Derrière cet humour pince-sans-rire pointe toutefois une acidité troublante, dont la manifestation la plus marquante reste sans conteste les images furtives d'une opération menée sur une fillette de neuf ans. Brut, il suffit à Herzog d'une seule seconde pour montrer les viscères de la gamine et marquer le regard du spectateur, mais la voix-off est plus glaçante encore :
L'opération semble bien se dérouler. Soudain, elle commence à s'étouffer, et le massage cardiaque n'a aucun effet. La fille meurt.
La séquence et son absence totale d'empathie ne peuvent manquer d'interpeller. En fait, Herzog choisit de se justifier ultérieurement et même pas frontalement, en évoquant la rudesse des sentiments des autochtones, aguerris à une mort imprévisible et injuste. Le passage est opposé dans la forme, mais complémente dans le fond, une conclusion qui détonne : alors que la voix-off s'était jusqu'ici gardée de tout jugement, elle change de paradigme du tac au tac, dénonçant implicitement les limites de ces interventions aériennes exceptionnelles, et incendiant clair-et-nettement le monde occidental pour ne pas avoir cherché à transmettre ses connaissances aux peuples colonisés.

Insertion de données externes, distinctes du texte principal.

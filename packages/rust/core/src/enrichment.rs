//! Background LLM enrichment pipeline.
//!
//! The [`EnrichmentCoordinator`] generates repository descriptions in two
//! steps: fetch the repository page through a reader API as markdown, then
//! summarize it with an OpenAI-compatible chat completion call. Jobs run on
//! detached tasks but are globally serialized: at most one job talks to the
//! remote services at a time.

use std::collections::HashSet;
use std::sync::{Arc, Mutex};
use std::time::Duration;

use serde::{Deserialize, Serialize};
use tracing::{debug, error, info, instrument, warn};

use repodex_shared::{RepodexError, Result};
use repodex_storage::Storage;

/// Reader API base used to fetch repository pages as markdown.
const READER_BASE_URL: &str = "https://r.jina.ai";

/// Timeout for the reader fetch.
const FETCH_TIMEOUT: Duration = Duration::from_secs(30);

/// Timeout for the chat completion call.
const SUMMARIZE_TIMEOUT: Duration = Duration::from_secs(60);

// ---------------------------------------------------------------------------
// Settings (stored in the configs table, editable from the admin UI)
// ---------------------------------------------------------------------------

const KEY_READER_API_KEY: &str = "jina_api_key";
const KEY_LLM_BASE_URL: &str = "openai_base_url";
const KEY_LLM_API_KEY: &str = "openai_api_key";
const KEY_LLM_MODEL: &str = "openai_model";
const KEY_LLM_PROMPT: &str = "openai_prompt";

const DEFAULT_LLM_BASE_URL: &str = "https://api.openai.com/v1";
const DEFAULT_LLM_MODEL: &str = "gpt-4o-mini";
const DEFAULT_PROMPT: &str =
    "Summarize the main features and purpose of this GitHub repository in under 200 words.";

/// Enrichment settings loaded from the configs table at job start, so admin
/// edits apply to the next job without a restart.
#[derive(Debug, Clone)]
struct EnrichmentSettings {
    reader_api_key: Option<String>,
    llm_base_url: String,
    llm_api_key: Option<String>,
    model: String,
    prompt: String,
}

impl EnrichmentSettings {
    async fn load(storage: &Storage) -> Result<Self> {
        Ok(Self {
            reader_api_key: read_key(storage, KEY_READER_API_KEY).await?,
            llm_base_url: read_key(storage, KEY_LLM_BASE_URL)
                .await?
                .unwrap_or_else(|| DEFAULT_LLM_BASE_URL.to_string()),
            llm_api_key: read_key(storage, KEY_LLM_API_KEY).await?,
            model: read_key(storage, KEY_LLM_MODEL)
                .await?
                .unwrap_or_else(|| DEFAULT_LLM_MODEL.to_string()),
            prompt: read_key(storage, KEY_LLM_PROMPT)
                .await?
                .unwrap_or_else(|| DEFAULT_PROMPT.to_string()),
        })
    }
}

/// Read a config value, treating empty strings as unset.
async fn read_key(storage: &Storage, key: &str) -> Result<Option<String>> {
    Ok(storage
        .get_config_value(key)
        .await?
        .filter(|v| !v.is_empty()))
}

// ---------------------------------------------------------------------------
// Wire types (OpenAI-compatible chat completion)
// ---------------------------------------------------------------------------

#[derive(Debug, Serialize)]
struct ChatRequest<'a> {
    model: &'a str,
    messages: Vec<ChatMessage<'a>>,
    max_tokens: u32,
}

#[derive(Debug, Serialize)]
struct ChatMessage<'a> {
    role: &'a str,
    content: String,
}

#[derive(Debug, Deserialize)]
struct ChatResponse {
    #[serde(default)]
    choices: Vec<ChatChoice>,
}

#[derive(Debug, Deserialize)]
struct ChatChoice {
    message: ChatResponseMessage,
}

#[derive(Debug, Deserialize)]
struct ChatResponseMessage {
    #[serde(default)]
    content: Option<String>,
}

// ---------------------------------------------------------------------------
// Coordinator
// ---------------------------------------------------------------------------

/// Outcome of a synchronous summary request, shaped for the admin endpoint.
#[derive(Debug, Clone, Serialize)]
pub struct SummaryOutcome {
    pub success: bool,
    #[serde(skip_serializing_if = "Option::is_none")]
    pub summary: Option<String>,
    #[serde(skip_serializing_if = "Option::is_none")]
    pub error: Option<String>,
}

/// Coordinates enrichment jobs: tracks which repositories are being
/// processed and serializes all remote calls behind one execution lock.
pub struct EnrichmentCoordinator {
    storage: Arc<Storage>,
    client: reqwest::Client,
    /// Repository ids with a queued or running job.
    in_progress: Mutex<HashSet<i64>>,
    /// Held for the entire remote-call section of each job.
    run_lock: tokio::sync::Mutex<()>,
    reader_base_url: String,
}

impl EnrichmentCoordinator {
    /// Create a coordinator sharing the given storage handle.
    pub fn new(storage: Arc<Storage>) -> Result<Self> {
        let client = reqwest::Client::builder()
            .user_agent(concat!("repodex/", env!("CARGO_PKG_VERSION")))
            .build()
            .map_err(|e| RepodexError::Network(e.to_string()))?;

        Ok(Self {
            storage,
            client,
            in_progress: Mutex::new(HashSet::new()),
            run_lock: tokio::sync::Mutex::new(()),
            reader_base_url: READER_BASE_URL.to_string(),
        })
    }

    /// Point the reader fetch at a local mock server.
    #[cfg(test)]
    fn with_reader_base(mut self, base_url: &str) -> Self {
        self.reader_base_url = base_url.trim_end_matches('/').to_string();
        self
    }

    /// Whether a repository currently has a queued or running job.
    pub fn is_in_progress(&self, repo_id: i64) -> bool {
        lock_set(&self.in_progress).contains(&repo_id)
    }

    /// Queue a background enrichment job for a repository. The id becomes
    /// visible as in-progress before this returns; a repository that already
    /// has a pending job is not queued twice.
    pub fn spawn(self: &Arc<Self>, repo_id: i64, github_url: String) {
        if !lock_set(&self.in_progress).insert(repo_id) {
            debug!(repo_id, "enrichment already queued, skipping");
            return;
        }

        let coordinator = Arc::clone(self);
        tokio::spawn(async move {
            coordinator.run_job(repo_id, github_url).await;
        });
    }

    /// Run one background job to completion and persist the result.
    #[instrument(skip(self, github_url))]
    async fn run_job(&self, repo_id: i64, github_url: String) {
        // Removes the id from the in-progress set on every exit path.
        let _cleanup = InProgressGuard {
            coordinator: self,
            repo_id,
        };

        match self.generate(&github_url).await {
            Ok(summary) => match self.storage.get_repository(repo_id).await {
                Ok(Some(_)) => {
                    if let Err(e) = self
                        .storage
                        .set_repository_description(repo_id, &summary)
                        .await
                    {
                        error!(repo_id, error = %e, "failed to persist summary");
                    } else {
                        info!(repo_id, "enrichment complete");
                    }
                }
                Ok(None) => {
                    debug!(repo_id, "repository removed before enrichment finished");
                }
                Err(e) => error!(repo_id, error = %e, "failed to reload repository"),
            },
            Err(e) => warn!(repo_id, error = %e, "enrichment failed"),
        }
    }

    /// Generate a summary for a repository URL, serialized with every other
    /// job on the global execution lock.
    pub async fn generate(&self, github_url: &str) -> Result<String> {
        let _running = self.run_lock.lock().await;
        self.generate_locked(github_url).await
    }

    /// [`generate`](Self::generate) shaped for the admin endpoint, which
    /// reports failure in the response body rather than via status codes.
    pub async fn generate_summary(&self, github_url: &str) -> SummaryOutcome {
        match self.generate(github_url).await {
            Ok(summary) => SummaryOutcome {
                success: true,
                summary: Some(summary),
                error: None,
            },
            Err(e) => SummaryOutcome {
                success: false,
                summary: None,
                error: Some(e.to_string()),
            },
        }
    }

    async fn generate_locked(&self, github_url: &str) -> Result<String> {
        let settings = EnrichmentSettings::load(&self.storage).await?;

        // Without an LLM key there is nothing to call; fail before any
        // network traffic.
        let Some(api_key) = settings.llm_api_key.as_deref() else {
            return Err(RepodexError::Enrichment(
                "LLM API key is not configured".into(),
            ));
        };

        let content = self
            .fetch_content(github_url, settings.reader_api_key.as_deref())
            .await
            .unwrap_or_else(|| format!("GitHub repository: {github_url}"));

        self.summarize(&content, api_key, &settings).await
    }

    /// Fetch a repository page as markdown through the reader API.
    /// All failures are soft: the caller falls back to a bare URL stub.
    async fn fetch_content(&self, github_url: &str, api_key: Option<&str>) -> Option<String> {
        let url = format!("{}/{github_url}", self.reader_base_url);

        let mut request = self
            .client
            .get(&url)
            .header("X-Return-Format", "markdown")
            .timeout(FETCH_TIMEOUT);
        if let Some(key) = api_key {
            request = request.bearer_auth(key);
        }

        match request.send().await {
            Ok(response) if response.status().is_success() => match response.text().await {
                Ok(body) if !body.trim().is_empty() => Some(body),
                Ok(_) => {
                    warn!("reader API returned an empty body");
                    None
                }
                Err(e) => {
                    warn!(error = %e, "reader response body unreadable");
                    None
                }
            },
            Ok(response) => {
                warn!(status = %response.status(), "reader API returned an error");
                None
            }
            Err(e) => {
                warn!(error = %e, "reader API request failed");
                None
            }
        }
    }

    /// Summarize fetched content with a chat completion call.
    async fn summarize(
        &self,
        content: &str,
        api_key: &str,
        settings: &EnrichmentSettings,
    ) -> Result<String> {
        let request = ChatRequest {
            model: &settings.model,
            messages: vec![
                ChatMessage {
                    role: "system",
                    content: "You are a professional technical documentation analyst.".into(),
                },
                ChatMessage {
                    role: "user",
                    content: format!("{}\n\nRepository content:\n{content}", settings.prompt),
                },
            ],
            max_tokens: 500,
        };

        let url = format!(
            "{}/chat/completions",
            settings.llm_base_url.trim_end_matches('/')
        );

        let response = self
            .client
            .post(&url)
            .bearer_auth(api_key)
            .json(&request)
            .timeout(SUMMARIZE_TIMEOUT)
            .send()
            .await
            .map_err(|e| RepodexError::Network(e.to_string()))?;

        if !response.status().is_success() {
            return Err(RepodexError::Enrichment(format!(
                "LLM API returned status {}",
                response.status()
            )));
        }

        let parsed: ChatResponse = response
            .json()
            .await
            .map_err(|e| RepodexError::Enrichment(format!("invalid LLM response: {e}")))?;

        let summary = parsed
            .choices
            .into_iter()
            .next()
            .and_then(|choice| choice.message.content)
            .map(|text| text.trim().to_string())
            .filter(|text| !text.is_empty());

        summary.ok_or_else(|| RepodexError::Enrichment("the model returned an empty summary".into()))
    }
}
//! Admin session and configuration endpoints.

use std::collections::HashMap;

use axum::extract::State;
use axum::response::Json;
use axum_extra::extract::cookie::{Cookie, CookieJar, SameSite};
use serde::Deserialize;
use serde_json::{Value, json};
use tracing::info;

use repodex_core::auth;
use repodex_shared::ConfigEntry;

use super::{AdminUser, ApiError, SESSION_COOKIE, SharedState};

#[derive(Debug, Deserialize)]
pub(super) struct LoginRequest {
    username: String,
    password: String,
}

/// `POST /api/admin/login`: verify credentials and set the session cookie.
pub(super) async fn login(
    State(state): State<SharedState>,
    jar: CookieJar,
    Json(request): Json<LoginRequest>,
) -> Result<(CookieJar, Json<Value>), ApiError> {
    let admin = auth::authenticate(&state.storage, &request.username, &request.password).await?;

    let token = auth::create_access_token(
        &admin.username,
        &state.jwt_secret,
        state.token_ttl_minutes,
    )?;

    let cookie = Cookie::build((SESSION_COOKIE, token))
        .http_only(true)
        .same_site(SameSite::Lax)
        .path("/")
        .max_age(time::Duration::minutes(state.token_ttl_minutes))
        .build();

    info!(username = %admin.username, "admin logged in");
    Ok((
        jar.add(cookie),
        Json(json!({ "message": "logged in", "username": admin.username })),
    ))
}

/// `POST /api/admin/logout`: clear the session cookie.
pub(super) async fn logout(jar: CookieJar) -> (CookieJar, Json<Value>) {
    let removal = Cookie::build((SESSION_COOKIE, "")).path("/").build();
    (jar.remove(removal), Json(json!({ "message": "logged out" })))
}

/// `GET /api/admin/session`: who the current cookie belongs to.
pub(super) async fn session(AdminUser(admin): AdminUser) -> Json<Value> {
    Json(json!({ "username": admin.username }))
}

/// `GET /api/admin/configs`
pub(super) async fn list_configs(
    State(state): State<SharedState>,
    _admin: AdminUser,
) -> Result<Json<Vec<ConfigEntry>>, ApiError> {
    Ok(Json(state.storage.list_configs().await?))
}

/// `PUT /api/admin/configs`: batch key/value upsert.
pub(super) async fn update_configs(
    State(state): State<SharedState>,
    _admin: AdminUser,
    Json(entries): Json<HashMap<String, String>>,
) -> Result<Json<Value>, ApiError> {
    for (key, value) in &entries {
        state.storage.set_config(key, value).await?;
    }
    Ok(Json(json!({ "message": "configuration updated" })))
}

L'objectivité des Médecins volants n'était qu'apparente, et cachait en fait un humanisme aussi contre-intuitif que radical.
En dépit de la charge artistique réduite du reportage, à relativiser toutefois avec le développement parallèle de Fata Morgana, il convient donc de se demander si celui-ci ne constituerait pas la déclaration originelle du réalisateur envers ces cultures qui lui sont étrangères mais auxquelles il souhaiterait se confronter, lui et le public par la même occasion. Certes, cette préoccupation ne date pas d'hier, Herzog ayant cherché à se rendre peu après sa majorité au Congo, dans l'espoir de comprendre la montée du nazisme à travers le chaos qui a suivi l'indépendance du pays en 1960. Tombé malade aux portes du pays, il s'était réfugié dans une cabane à outils et resta en proie aux délires jusqu'à ce que des rats le mordent aux aisselles et à la joue (ceux qui lui ont croqué les aisselles souhaitaient se faire un nid dans la laine de son pull, mais celui qui l'a attaqué au visage n'a jamais daigné s'expliquer).
Le fait est que Werner Herzog a cherché à créer ou renouveler un dialogue avec l'autre, et l'Afrique en particulier, dès ses voyages de jeunesse, mais il ne s'en est pas tenu à des pensées purement idéalistes, ni même à un engagement pour telle ou telle société philanthropique. Son modus operandi était et restera de débarquer sur place pour prendre lui-même la température d'une situation sociale et la mettre sur pellicule, généralement au mépris des risques, qu'il pleuve du pétrole koweïtien ou qu'il vente du blizzard himalayen. Et nonobstant complètement la reconnaissance critique qui l'autoriserait à se planquer à vie dans des studios tout confort.
Sacré bonhomme. Il me ferait presque regretter d'avoir choisi espagnol plutôt qu'allemand.